• **PROMPT**
Render every entry exactly as it appears.

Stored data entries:
*** Begin section ***
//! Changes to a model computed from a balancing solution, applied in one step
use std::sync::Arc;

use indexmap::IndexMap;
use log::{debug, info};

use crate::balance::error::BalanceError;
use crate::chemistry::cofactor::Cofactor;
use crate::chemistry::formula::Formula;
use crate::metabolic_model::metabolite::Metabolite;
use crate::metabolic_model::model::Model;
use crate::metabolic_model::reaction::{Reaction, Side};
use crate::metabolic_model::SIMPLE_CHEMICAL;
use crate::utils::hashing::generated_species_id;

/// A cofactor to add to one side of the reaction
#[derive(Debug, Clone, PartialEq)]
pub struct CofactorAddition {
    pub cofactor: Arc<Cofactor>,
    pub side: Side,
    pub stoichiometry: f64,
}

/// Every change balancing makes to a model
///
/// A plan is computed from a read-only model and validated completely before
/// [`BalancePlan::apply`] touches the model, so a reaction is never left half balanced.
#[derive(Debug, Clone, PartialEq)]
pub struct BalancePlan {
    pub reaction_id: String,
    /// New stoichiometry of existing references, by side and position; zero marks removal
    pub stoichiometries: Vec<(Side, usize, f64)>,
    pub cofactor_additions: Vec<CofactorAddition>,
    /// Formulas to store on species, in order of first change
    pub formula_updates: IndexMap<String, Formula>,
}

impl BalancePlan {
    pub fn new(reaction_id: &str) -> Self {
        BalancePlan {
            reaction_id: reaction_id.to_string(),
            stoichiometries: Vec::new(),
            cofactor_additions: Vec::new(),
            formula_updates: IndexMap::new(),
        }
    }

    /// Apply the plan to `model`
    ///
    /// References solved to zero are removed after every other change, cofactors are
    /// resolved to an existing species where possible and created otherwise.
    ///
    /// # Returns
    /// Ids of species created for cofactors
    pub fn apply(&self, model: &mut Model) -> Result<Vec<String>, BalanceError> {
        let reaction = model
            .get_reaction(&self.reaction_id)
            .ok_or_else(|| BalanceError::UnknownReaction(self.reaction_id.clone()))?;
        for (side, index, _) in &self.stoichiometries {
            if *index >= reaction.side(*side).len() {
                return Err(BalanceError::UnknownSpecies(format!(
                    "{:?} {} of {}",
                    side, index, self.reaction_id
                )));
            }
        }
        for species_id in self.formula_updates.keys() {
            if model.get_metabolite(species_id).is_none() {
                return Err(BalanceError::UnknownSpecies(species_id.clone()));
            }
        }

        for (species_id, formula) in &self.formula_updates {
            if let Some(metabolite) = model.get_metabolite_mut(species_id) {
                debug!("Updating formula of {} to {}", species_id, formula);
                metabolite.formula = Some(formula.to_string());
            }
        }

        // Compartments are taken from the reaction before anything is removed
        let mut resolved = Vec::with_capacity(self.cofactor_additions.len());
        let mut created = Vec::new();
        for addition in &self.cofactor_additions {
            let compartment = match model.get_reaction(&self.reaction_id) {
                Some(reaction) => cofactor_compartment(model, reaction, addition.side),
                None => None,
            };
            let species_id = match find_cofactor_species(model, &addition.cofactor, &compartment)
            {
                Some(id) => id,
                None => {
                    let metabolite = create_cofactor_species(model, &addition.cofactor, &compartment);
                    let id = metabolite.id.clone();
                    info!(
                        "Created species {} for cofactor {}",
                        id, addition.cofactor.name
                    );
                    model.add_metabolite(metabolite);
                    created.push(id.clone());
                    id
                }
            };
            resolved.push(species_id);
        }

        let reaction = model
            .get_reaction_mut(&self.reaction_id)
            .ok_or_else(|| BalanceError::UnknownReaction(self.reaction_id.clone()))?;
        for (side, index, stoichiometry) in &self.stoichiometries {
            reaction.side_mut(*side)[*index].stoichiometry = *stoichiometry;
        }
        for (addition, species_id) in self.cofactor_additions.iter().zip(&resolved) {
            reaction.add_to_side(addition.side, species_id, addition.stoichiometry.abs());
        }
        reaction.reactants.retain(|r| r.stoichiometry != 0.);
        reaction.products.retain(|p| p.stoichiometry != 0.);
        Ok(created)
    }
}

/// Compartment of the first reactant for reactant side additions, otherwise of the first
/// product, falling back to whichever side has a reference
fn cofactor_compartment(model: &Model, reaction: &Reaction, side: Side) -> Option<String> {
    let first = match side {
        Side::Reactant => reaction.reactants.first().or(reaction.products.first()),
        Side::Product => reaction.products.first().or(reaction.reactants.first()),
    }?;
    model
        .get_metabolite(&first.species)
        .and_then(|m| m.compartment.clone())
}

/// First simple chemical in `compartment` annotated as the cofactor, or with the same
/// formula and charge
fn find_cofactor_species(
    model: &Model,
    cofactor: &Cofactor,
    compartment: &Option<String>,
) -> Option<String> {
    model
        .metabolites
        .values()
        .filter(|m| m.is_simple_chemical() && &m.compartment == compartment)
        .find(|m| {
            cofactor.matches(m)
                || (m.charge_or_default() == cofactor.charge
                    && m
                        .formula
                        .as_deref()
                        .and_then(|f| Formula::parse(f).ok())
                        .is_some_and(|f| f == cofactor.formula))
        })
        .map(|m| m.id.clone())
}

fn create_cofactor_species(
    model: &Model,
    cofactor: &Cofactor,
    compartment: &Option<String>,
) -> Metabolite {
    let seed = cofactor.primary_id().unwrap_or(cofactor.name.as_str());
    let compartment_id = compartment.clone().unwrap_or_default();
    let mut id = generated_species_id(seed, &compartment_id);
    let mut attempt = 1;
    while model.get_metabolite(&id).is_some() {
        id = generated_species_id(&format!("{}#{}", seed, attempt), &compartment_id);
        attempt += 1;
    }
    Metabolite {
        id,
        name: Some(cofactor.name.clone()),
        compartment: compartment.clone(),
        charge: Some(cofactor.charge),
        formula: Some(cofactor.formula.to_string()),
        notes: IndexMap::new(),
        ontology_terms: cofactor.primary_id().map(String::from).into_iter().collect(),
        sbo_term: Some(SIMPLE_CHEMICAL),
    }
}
*** End section ***
• **YOUR SOLUTION**
//! Changes to a model computed from a balancing solution, applied in one step
use std::sync::Arc;

use indexmap::IndexMap;
use log::{debug, info};

use crate::balance::error::BalanceError;
use crate::chemistry::cofactor::Cofactor;
use crate::chemistry::formula::Formula;
use crate::metabolic_model::metabolite::Metabolite;
use crate::metabolic_model::model::Model;
use crate::metabolic_model::reaction::{Reaction, Side};
use crate::metabolic_model::SIMPLE_CHEMICAL;
use crate::utils::hashing::generated_species_id;

/// A cofactor to add to one side of the reaction
#[derive(Debug, Clone, PartialEq)]
pub struct CofactorAddition {
    pub cofactor: Arc<Cofactor>,
    pub side: Side,
    pub stoichiometry: f64,
}

/// Every change balancing makes to a model
///
/// A plan is computed from a read-only model and validated completely before
/// [`BalancePlan::apply`] touches the model, so a reaction is never left half balanced.
#[derive(Debug, Clone, PartialEq)]
pub struct BalancePlan {
    pub reaction_id: String,
    /// New stoichiometry of existing references, by side and position; zero marks removal
    pub stoichiometries: Vec<(Side, usize, f64)>,
    pub cofactor_additions: Vec<CofactorAddition>,
    /// Formulas to store on species, in order of first change
    pub formula_updates: IndexMap<String, Formula>,
}

impl BalancePlan {
    pub fn new(reaction_id: &str) -> Self {
        BalancePlan {
            reaction_id: reaction_id.to_string(),
            stoichiometries: Vec::new(),
            cofactor_additions: Vec::new(),
            formula_updates: IndexMap::new(),
        }
    }

    /// Apply the plan to `model`
    ///
    /// References solved to zero are removed after every other change, cofactors are
    /// resolved to an existing species where possible and created otherwise.
    ///
    /// # Returns
    /// Ids of species created for cofactors
    pub fn apply(&self, model: &mut Model) -> Result<Vec<String>, BalanceError> {
        let reaction = model
            .get_reaction(&self.reaction_id)
            .ok_or_else(|| BalanceError::UnknownReaction(self.reaction_id.clone()))?;
        for (side, index, _) in &self.stoichiometries {
            if *index >= reaction.side(*side).len() {
                return Err(BalanceError::UnknownSpecies(format!(
                    "{:?} {} of {}",
                    side, index, self.reaction_id
                )));
            }
        }
        for species_id in self.formula_updates.keys() {
            if model.get_metabolite(species_id).is_none() {
                return Err(BalanceError::UnknownSpecies(species_id.clone()));
            }
        }

        for (species_id, formula) in &self.formula_updates {
            if let Some(metabolite) = model.get_metabolite_mut(species_id) {
                debug!("Updating formula of {} to {}", species_id, formula);
                metabolite.formula = Some(formula.to_string());
            }
        }

        // Compartments are taken from the reaction before anything is removed
        let mut resolved = Vec::with_capacity(self.cofactor_additions.len());
        let mut created = Vec::new();
        for addition in &self.cofactor_additions {
            let compartment = match model.get_reaction(&self.reaction_id) {
                Some(reaction) => cofactor_compartment(model, reaction, addition.side),
                None => None,
            };
            let species_id = match find_cofactor_species(model, &addition.cofactor, &compartment)
            {
                Some(id) => id,
                None => {
                    let metabolite = create_cofactor_species(model, &addition.cofactor, &compartment);
                    let id = metabolite.id.clone();
                    info!(
                        "Created species {} for cofactor {}",
                        id, addition.cofactor.name
                    );
                    model.add_metabolite(metabolite);
                    created.push(id.clone());
                    id
                }
            };
            resolved.push(species_id);
        }

        let reaction = model
            .get_reaction_mut(&self.reaction_id)
            .ok_or_else(|| BalanceError::UnknownReaction(self.reaction_id.clone()))?;
        for (side, index, stoichiometry) in &self.stoichiometries {
            reaction.side_mut(*side)[*index].stoichiometry = *stoichiometry;
        }
        for (addition, species_id) in self.cofactor_additions.iter().zip(&resolved) {
            reaction.add_to_side(addition.side, species_id, addition.stoichiometry.abs());
        }
        reaction.reactants.retain(|r| r.stoichiometry != 0.);
        reaction.products.retain(|p| p.stoichiometry != 0.);
        Ok(created)
    }
}

/// Compartment of the first reactant for reactant side additions, otherwise of the first
/// product, falling back to whichever side has a reference
fn cofactor_compartment(model: &Model, reaction: &Reaction, side: Side) -> Option<String> {
    let first = match side {
        Side::Reactant => reaction.reactants.first().or(reaction.products.first()),
        Side::Product => reaction.products.first().or(reaction.reactants.first()),
    }?;
    model
        .get_metabolite(&first.species)
        .and_then(|m| m.compartment.clone())
}

/// First simple chemical in `compartment` annotated as the cofactor, or with the same
/// formula and charge
fn find_cofactor_species(
    model: &Model,
    cofactor: &Cofactor,
    compartment: &Option<String>,
) -> Option<String> {
    model
        .metabolites
        .values()
        .filter(|m| m.is_simple_chemical() && &m.compartment == compartment)
        .find(|m| {
            cofactor.matches(m)
                || (m.charge_or_default() == cofactor.charge
                    && m
                        .formula
                        .as_deref()
                        .and_then(|f| Formula::parse(f).ok())
                        .is_some_and(|f| f == cofactor.formula))
        })
        .map(|m| m.id.clone())
}

fn create_cofactor_species(
    model: &Model,
    cofactor: &Cofactor,
    compartment: &Option<String>,
) -> Metabolite {
    let seed = cofactor.primary_id().unwrap_or(cofactor.name.as_str());
    let compartment_id = compartment.clone().unwrap_or_default();
    let mut id = generated_species_id(seed, &compartment_id);
    let mut attempt = 1;
    while model.get_metabolite(&id).is_some() {
        id = generated_species_id(&format!("{}#{}", seed, attempt), &compartment_id);
        attempt += 1;
    }
    Metabolite {
        id,
        name: Some(cofactor.name.clone()),
        compartment: compartment.clone(),
        charge: Some(cofactor.charge),
        formula: Some(cofactor.formula.to_string()),
        notes: IndexMap::new(),
        ontology_terms: cofactor.primary_id().map(String::from).into_iter().collect(),
        sbo_term: Some(SIMPLE_CHEMICAL),
    }
}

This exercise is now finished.